//! bcfallback - BCn decode fallback for Xclipse drivers
//!
//! Command-line host for probing BC support and prewarming fallback
//! decoder shaders.

use anyhow::{Context, Result};
use bcfallback::capability::{DetectionSource, ProbedCapability};
use bcfallback::coordinator::{PrepareCoordinator, DEFAULT_PREWARM_FORMATS};
use bcfallback::gpu::WgpuCapability;
use bcfallback::{classify, report, FallbackConfig, HardwareCapability, JobLedger};
use clap::{Parser, Subcommand};
use std::path::PathBuf;

#[derive(Parser)]
#[command(name = "bcfallback")]
#[command(version)]
#[command(about = "Resolve and prewarm BCn fallback decode shaders")]
struct Cli {
    #[command(subcommand)]
    command: Commands,

    /// Enable verbose logging (use RUST_LOG=debug for more detail)
    #[arg(short, long, global = true)]
    verbose: bool,

    /// JSON config file (search paths, format id cap, report location)
    #[arg(short, long, global = true, env = "BCFALLBACK_CONFIG")]
    config: Option<PathBuf>,
}

#[derive(Subcommand)]
enum Commands {
    /// Prepare fallbacks for formats the hardware cannot sample
    Prewarm {
        /// Format names (defaults to BC1_UNORM and BC3_UNORM)
        formats: Vec<String>,

        /// Decide hardware support from the Vulkan adapter instead of env/sysfs
        #[arg(long)]
        wgpu: bool,

        /// Skip the capability check and prepare every format
        #[arg(long)]
        force: bool,
    },

    /// Show where the fallback shader for a format would be loaded from
    Resolve {
        /// Format name, e.g. VK_FORMAT_BC7_UNORM_BLOCK
        format: String,
    },

    /// Report hardware BC detection
    Probe {
        /// Also query Vulkan adapters through wgpu
        #[arg(long)]
        wgpu: bool,
    },

    /// Prepare BC1, BC3 and BC7 fallbacks unconditionally
    Selftest,
}

fn main() -> Result<()> {
    let cli = Cli::parse();

    let config = match &cli.config {
        Some(path) => FallbackConfig::load(path)
            .with_context(|| format!("Failed to load config {}", path.display()))?,
        None => FallbackConfig::default(),
    }
    .with_env_overrides();

    let _log_guard = bcfallback::logging::init(cli.verbose, config.side_log.as_deref())?;

    match cli.command {
        Commands::Prewarm {
            formats,
            wgpu,
            force,
        } => {
            let formats: Vec<String> = if formats.is_empty() {
                DEFAULT_PREWARM_FORMATS.iter().map(|s| s.to_string()).collect()
            } else {
                formats
            };

            let capability: Box<dyn HardwareCapability> = if force {
                Box::new(bcfallback::StaticCapability(false))
            } else if wgpu {
                Box::new(WgpuCapability::probe()?)
            } else {
                Box::new(ProbedCapability::from_env())
            };

            let mut coordinator = PrepareCoordinator::from_config(&config)?;
            let summary = coordinator.prewarm(capability.as_ref(), formats.as_slice())?;

            println!(
                "Prepared {} (ready {}, failed {}), skipped {} with hardware support",
                summary.prepared, summary.ready, summary.failed, summary.skipped
            );
            print_ledger(coordinator.ledger());

            report::write_tune_report(&config.tune_report, coordinator.ledger())?;
            println!("Report: {}", config.tune_report.display());
        }

        Commands::Resolve { format } => {
            let tag = classify(Some(&format));
            let coordinator = PrepareCoordinator::from_config(&config)?;

            println!("Format: {}", format);
            println!("Family: {}", tag);
            match coordinator.resolver().resolve_for(&format, tag) {
                Some(path) => println!("Shader: {}", path.display()),
                None => println!("Shader: not found"),
            }
        }

        Commands::Probe { wgpu } => {
            let decision = ProbedCapability::from_env().detect();
            let source = match &decision.source {
                DetectionSource::DisabledByEnv => "disabled by environment".to_string(),
                DetectionSource::ForcedByEnv => "forced by environment".to_string(),
                DetectionSource::DriverModule(m) => format!("driver module {}", m),
                DetectionSource::DriCard => "DRM card node present".to_string(),
                DetectionSource::Default => "default".to_string(),
            };
            println!("BC hardware detection result: {} ({})", decision.supported, source);

            if wgpu {
                let adapters = WgpuCapability::enumerate();
                if adapters.is_empty() {
                    println!("No Vulkan adapters found");
                }
                for (i, cap) in adapters.iter().enumerate() {
                    println!(
                        "GPU {}: {} ({}), BC compression {}",
                        i,
                        cap.device_name,
                        cap.backend,
                        if cap.bc_supported { "supported" } else { "missing" }
                    );
                }
            }
        }

        Commands::Selftest => {
            let mut coordinator = PrepareCoordinator::from_config(&config)?;
            coordinator.selftest()?;
            print_ledger(coordinator.ledger());
        }
    }

    Ok(())
}

fn print_ledger(ledger: &JobLedger) {
    println!("\n=== Fallback Jobs ===");
    for job in ledger.jobs() {
        let detail = match (job.path(), job.failure()) {
            (_, Some(failure)) => failure.to_string(),
            (Some(path), None) => format!("{} ({} bytes)", path.display(), job.size()),
            (None, None) => String::new(),
        };
        println!(
            "  #{:<3} {:<24} {:<5} {:<8} {}",
            job.seq(),
            job.format_id(),
            job.tag(),
            job.status().name(),
            detail
        );
    }
}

# # # # # # #

TASK GOAL. Wherever the word "iter" appears in the listing above, copy the whole line.

RESPONSE BOX.
                DEFAULT_PREWARM_FORMATS.iter().map(|s| s.to_string()).collect()
                for (i, cap) in adapters.iter().enumerate() {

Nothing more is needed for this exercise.